Id use that, clomid, nolva, hcg, and aromasin, not letro.  Not need for the big guns.  

Id follow something close to what guys have here.  Most of it is copied and pasted from a thread from Cashout.  



yrs, yrs back i did a cycle of tes E/EQ, did no pct....well i did get a research chem of some kind, not sure if it was a AI or a serm but i ran it til it was out (6wks) than went right into a cycle of anadrol, ran that for 5wks, i ran out eventually and then started up more tes E.

I know you didint do something this stupid, but my point is i was 24 at this time and i took 6-8 moths of clomid, AI's and natty T boosters to get my sex drive and sexual functions back to normal.  It was a hormone roller coaster and it was not easy to fix.

Get all your serms, AI, & HCG and pray for the best.  You will be all over the place for a while til things settle.


GL, report as much as you can back and we will help you all we can.<


----------



## Mountain Warrior

transcend2007 said:


> MA I was just curious....what is reason for coming off trt?

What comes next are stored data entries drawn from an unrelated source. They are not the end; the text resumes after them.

use std::rc::Rc;

use log::{debug, warn};

use crate::assets::Handle;
use crate::core::gfx::{Canvas, Rect, SCREEN_HEIGHT, SCREEN_WIDTH, WHITE, with_alpha};
use crate::core::input::InputCommand;
use crate::game::chart::Difficulty;
use crate::game::song::{SongInfo, SongLibrary};
use crate::screens::{
    FONT_HEADER, FONT_HEADER_SIZE, FONT_MENU, FONT_MENU_SIZE, SND_CHANGE, SND_START,
    ScreenSettings, TEX_SELECT_BG, draw_label, load_or_warn,
};
use crate::stage::{
    Screen, SharedData, StageAction, StageContext, StageRequest, StageTransition, StageType, keys,
};

/* ---------------------------- constants ---------------------------- */

const LIST_TOP: f32 = 110.0;
const ROW_H: f32 = 34.0;
const SELECTED: [f32; 4] = [1.0, 0.85, 0.2, 1.0];
const DIFF_COLORS: [[f32; 4]; 5] = [
    [0.20, 0.75, 0.95, 1.0],
    [0.35, 0.85, 0.35, 1.0],
    [0.95, 0.80, 0.20, 1.0],
    [0.95, 0.35, 0.30, 1.0],
    [0.70, 0.40, 0.95, 1.0],
];

pub struct State {
    fade: StageTransition,
    /// Snapshot of the library taken at activation.
    songs: Vec<Rc<SongInfo>>,
    song_index: usize,
    /// Difficulty the player last picked; kept across visits.
    preferred_difficulty: usize,
    difficulty: Option<usize>,
    background: Option<Handle>,
    header: Option<Handle>,
    font: Option<Handle>,
    change_sound: Option<Handle>,
    start_sound: Option<Handle>,
}

pub fn init(settings: &ScreenSettings) -> State {
    State {
        fade: settings.fade(),
        songs: Vec::new(),
        song_index: 0,
        preferred_difficulty: Difficulty::Medium.index(),
        difficulty: None,
        background: None,
        header: None,
        font: None,
        change_sound: None,
        start_sound: None,
    }
}

impl State {
    pub fn selected_song(&self) -> Option<&Rc<SongInfo>> {
        self.songs.get(self.song_index)
    }

    pub fn selected_difficulty(&self) -> Option<usize> {
        self.difficulty
    }

    fn refresh_difficulty(&mut self) {
        self.difficulty = self
            .selected_song()
            .and_then(|song| song.nearest_difficulty_index(self.preferred_difficulty));
    }

    fn play(&self, ctx: &mut StageContext<'_>, sound: Option<&Handle>) {
        if let Some(sound) = sound {
            ctx.audio.play(sound);
        }
    }

    fn move_song(&mut self, ctx: &mut StageContext<'_>, delta: isize) {
        let n = self.songs.len() as isize;
        if n == 0 {
            return;
        }
        self.song_index = (self.song_index as isize + delta).rem_euclid(n) as usize;
        self.refresh_difficulty();
        self.play(ctx, self.change_sound.as_ref());
    }

    fn move_difficulty(&mut self, ctx: &mut StageContext<'_>, dir: isize) {
        let (Some(song), Some(current)) = (self.selected_song(), self.difficulty) else {
            return;
        };
        let available = |idx: &usize| {
            Difficulty::from_index(*idx).is_some_and(|d| song.chart_info(d).is_some())
        };
        let next = if dir < 0 {
            (0..current).rev().find(available)
        } else {
            (current + 1..Difficulty::ALL.len()).find(available)
        };
        // Clamped at either end of the song's charts.
        if let Some(next) = next {
            self.difficulty = Some(next);
            self.preferred_difficulty = next;
            self.play(ctx, self.change_sound.as_ref());
        }
    }

    fn confirm(&mut self, ctx: &mut StageContext<'_>) -> StageAction {
        let (Some(song), Some(difficulty)) = (self.selected_song().cloned(), self.difficulty)
        else {
            warn!("Nothing to play: no song or chart selected");
            return StageAction::None;
        };
        if !ctx.claim_transition() {
            return StageAction::None;
        }
        debug!("Selected '{}' difficulty {difficulty}", song.id);
        self.play(ctx, self.start_sound.as_ref());
        let shared = SharedData::new()
            .with(keys::SONG_ID, song.id.as_str())
            .with(keys::SELECTED_DIFFICULTY, difficulty)
            .with(keys::SELECTED_SONG, song);
        StageAction::Change(
            StageRequest::new(StageType::SongTransition)
                .with_transition(self.fade.clone())
                .with_shared(shared),
        )
    }

    fn restore_selection(&mut self, library: &SongLibrary, shared: &SharedData) {
        self.songs = library.songs().to_vec();
        if let Some(id) = shared.get::<String>(keys::SONG_ID)
            && let Some(idx) = self.songs.iter().position(|s| s.id == id)
        {
            self.song_index = idx;
        }
        if self.song_index >= self.songs.len() {
            self.song_index = 0;
        }
        self.refresh_difficulty();
    }
}

impl Screen for State {
    fn on_activate(&mut self, ctx: &mut StageContext<'_>, shared: &SharedData) {
        self.restore_selection(ctx.songs, shared);
        if self.songs.is_empty() {
            warn!("Song library is empty");
        }
        let assets = &mut *ctx.assets;
        self.background = load_or_warn(assets.load_texture(TEX_SELECT_BG), StageType::SongSelect);
        self.header = load_or_warn(
            assets.load_font(FONT_HEADER, FONT_HEADER_SIZE),
            StageType::SongSelect,
        );
        self.font = load_or_warn(
            assets.load_font(FONT_MENU, FONT_MENU_SIZE),
            StageType::SongSelect,
        );
        self.change_sound = load_or_warn(assets.load_sound(SND_CHANGE), StageType::SongSelect);
        self.start_sound = load_or_warn(assets.load_sound(SND_START), StageType::SongSelect);
    }

    fn on_update(&mut self, ctx: &mut StageContext<'_>, _dt: f32) -> StageAction {
        for cmd in ctx.input.drain() {
            match cmd {
                InputCommand::Up => self.move_song(ctx, -1),
                InputCommand::Down => self.move_song(ctx, 1),
                InputCommand::Left => self.move_difficulty(ctx, -1),
                InputCommand::Right => self.move_difficulty(ctx, 1),
                InputCommand::Activate => {
                    let action = self.confirm(ctx);
                    if !matches!(action, StageAction::None) {
                        return action;
                    }
                }
                InputCommand::Back => {
                    if ctx.claim_transition() {
                        return StageAction::Change(
                            StageRequest::new(StageType::Title).with_transition(self.fade.clone()),
                        );
                    }
                }
            }
        }
        StageAction::None
    }

    fn on_draw(&self, canvas: &mut dyn Canvas, _dt: f32) {
        if let Some(bg) = &self.background {
            canvas.sprite(bg.key(), Rect::screen(), with_alpha(WHITE, 0.6));
        }
        draw_label(canvas, self.header.as_ref(), "Select Music", [40.0, 40.0], WHITE);

        for (i, song) in self.songs.iter().enumerate() {
            let y = LIST_TOP + i as f32 * ROW_H;
            if y > SCREEN_HEIGHT - 80.0 {
                break;
            }
            let color = if i == self.song_index { SELECTED } else { WHITE };
            let text = format!("{} - {}", song.title, song.artist);
            draw_label(canvas, self.font.as_ref(), &text, [60.0, y], color);
        }

        let Some(song) = self.selected_song() else {
            draw_label(canvas, self.font.as_ref(), "No songs installed", [60.0, LIST_TOP], WHITE);
            return;
        };
        for info in &song.charts {
            let idx = info.difficulty.index();
            let x = SCREEN_WIDTH - 300.0 + idx as f32 * 52.0;
            let rect = Rect::new(x, SCREEN_HEIGHT - 70.0, 44.0, 44.0);
            let alpha = if Some(idx) == self.difficulty { 1.0 } else { 0.35 };
            canvas.quad(rect, with_alpha(DIFF_COLORS[idx], alpha));
        }
        if let Some(info) = self
            .difficulty
            .and_then(Difficulty::from_index)
            .and_then(|d| song.chart_info(d))
        {
            let text = format!("{} {}", info.difficulty.name(), info.meter);
            draw_label(
                canvas,
                self.font.as_ref(),
                &text,
                [SCREEN_WIDTH - 300.0, SCREEN_HEIGHT - 100.0],
                WHITE,
            );
        }
    }

    fn on_deactivate(&mut self) {
        self.background = None;
        self.header = None;
        self.font = None;
        self.change_sound = None;
        self.start_sound = None;
    }
}

#[cfg(test)]
mod tests {
    use super::*;
    use crate::screens::test_support::services;
    use crate::stage::StageServices;

    fn activated(svc: &mut StageServices, shared: SharedData) -> State {
        let mut screen = init(&ScreenSettings::default());
        screen.on_activate(&mut svc.context(), &shared);
        screen
    }

    fn feed(screen: &mut State, svc: &mut StageServices, cmds: &[InputCommand]) -> StageAction {
        svc.gate.begin_frame(1.0);
        for &cmd in cmds {
            svc.input.push(cmd);
        }
        screen.on_update(&mut svc.context(), 0.016)
    }

    #[test]
    fn confirm_hands_song_and_difficulty_to_the_transition() {
        let mut svc = services();
        let mut screen = activated(&mut svc, SharedData::new());
        match feed(&mut screen, &mut svc, &[InputCommand::Down, InputCommand::Activate]) {
            StageAction::Change(req) => {
                assert_eq!(req.target, StageType::SongTransition);
                let shared = req.shared.expect("payload");
                let song = shared.get::<Rc<SongInfo>>(keys::SELECTED_SONG).expect("song");
                assert_eq!(song.id, "glass-tide");
                assert_eq!(shared.get::<String>(keys::SONG_ID).as_deref(), Some("glass-tide"));
                assert_eq!(
                    shared.get::<usize>(keys::SELECTED_DIFFICULTY),
                    Some(Difficulty::Medium.index())
                );
            }
            other => panic!("unexpected {other:?}"),
        }
    }

    #[test]
    fn difficulty_is_clamped_and_remembered() {
        let mut svc = services();
        let mut screen = activated(&mut svc, SharedData::new());
        // sunrise-drive: Beginner, Easy, Medium.
        feed(&mut screen, &mut svc, &[InputCommand::Right, InputCommand::Right]);
        assert_eq!(screen.selected_difficulty(), Some(Difficulty::Medium.index()));
        feed(&mut screen, &mut svc, &[InputCommand::Left, InputCommand::Left, InputCommand::Left]);
        assert_eq!(screen.selected_difficulty(), Some(Difficulty::Beginner.index()));

        // paper-lanterns has no Beginner; nearest is Easy.
        feed(&mut screen, &mut svc, &[InputCommand::Up]);
        assert_eq!(screen.selected_song().map(|s| s.id.as_str()), Some("paper-lanterns"));
        assert_eq!(screen.selected_difficulty(), Some(Difficulty::Easy.index()));
    }

    #[test]
    fn returning_with_a_song_id_restores_the_cursor() {
        let mut svc = services();
        let screen = activated(
            &mut svc,
            SharedData::new().with(keys::SONG_ID, "paper-lanterns"),
        );
        assert_eq!(screen.selected_song().map(|s| s.id.as_str()), Some("paper-lanterns"));
    }

    #[test]
    fn empty_library_cannot_confirm() {
        let mut svc = services();
        svc.songs = SongLibrary::default();
        let mut screen = activated(&mut svc, SharedData::new());
        assert!(matches!(
            feed(&mut screen, &mut svc, &[InputCommand::Down, InputCommand::Activate]),
            StageAction::None
        ));
        match feed(&mut screen, &mut svc, &[InputCommand::Back]) {
            StageAction::Change(req) => assert_eq!(req.target, StageType::Title),
            other => panic!("unexpected {other:?}"),
        }
    }
}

I have been on Andriol testo caps which have been a dream ride but I have just discovered they have a nasty chemical in them that I don't like and of all things it's a food coloring. So I am not in to taking them anymore. The only other option that suits me is of course injecting but I know plenty of older guys that are still training up a storm and aren't on HRT.. 
The other thing is some of the side affects have me worried.. I don't want an enlarged protstate or kidney tumours etc. 
All to often people ignore these sorts of possible side affects.  Im thinking if I can go off and train naturally then why not. 
Its what my test levels will return to once I come off that Im wondering aobut.. Whether its worth attempting to come off.. As cashout said, he came off with out any down time. No negative affects. No depression, no feeling low. At that's how I read his post..  In fact he says he even gained a couple of pounds while going through PCT.. If that's possible then why not give it a shot??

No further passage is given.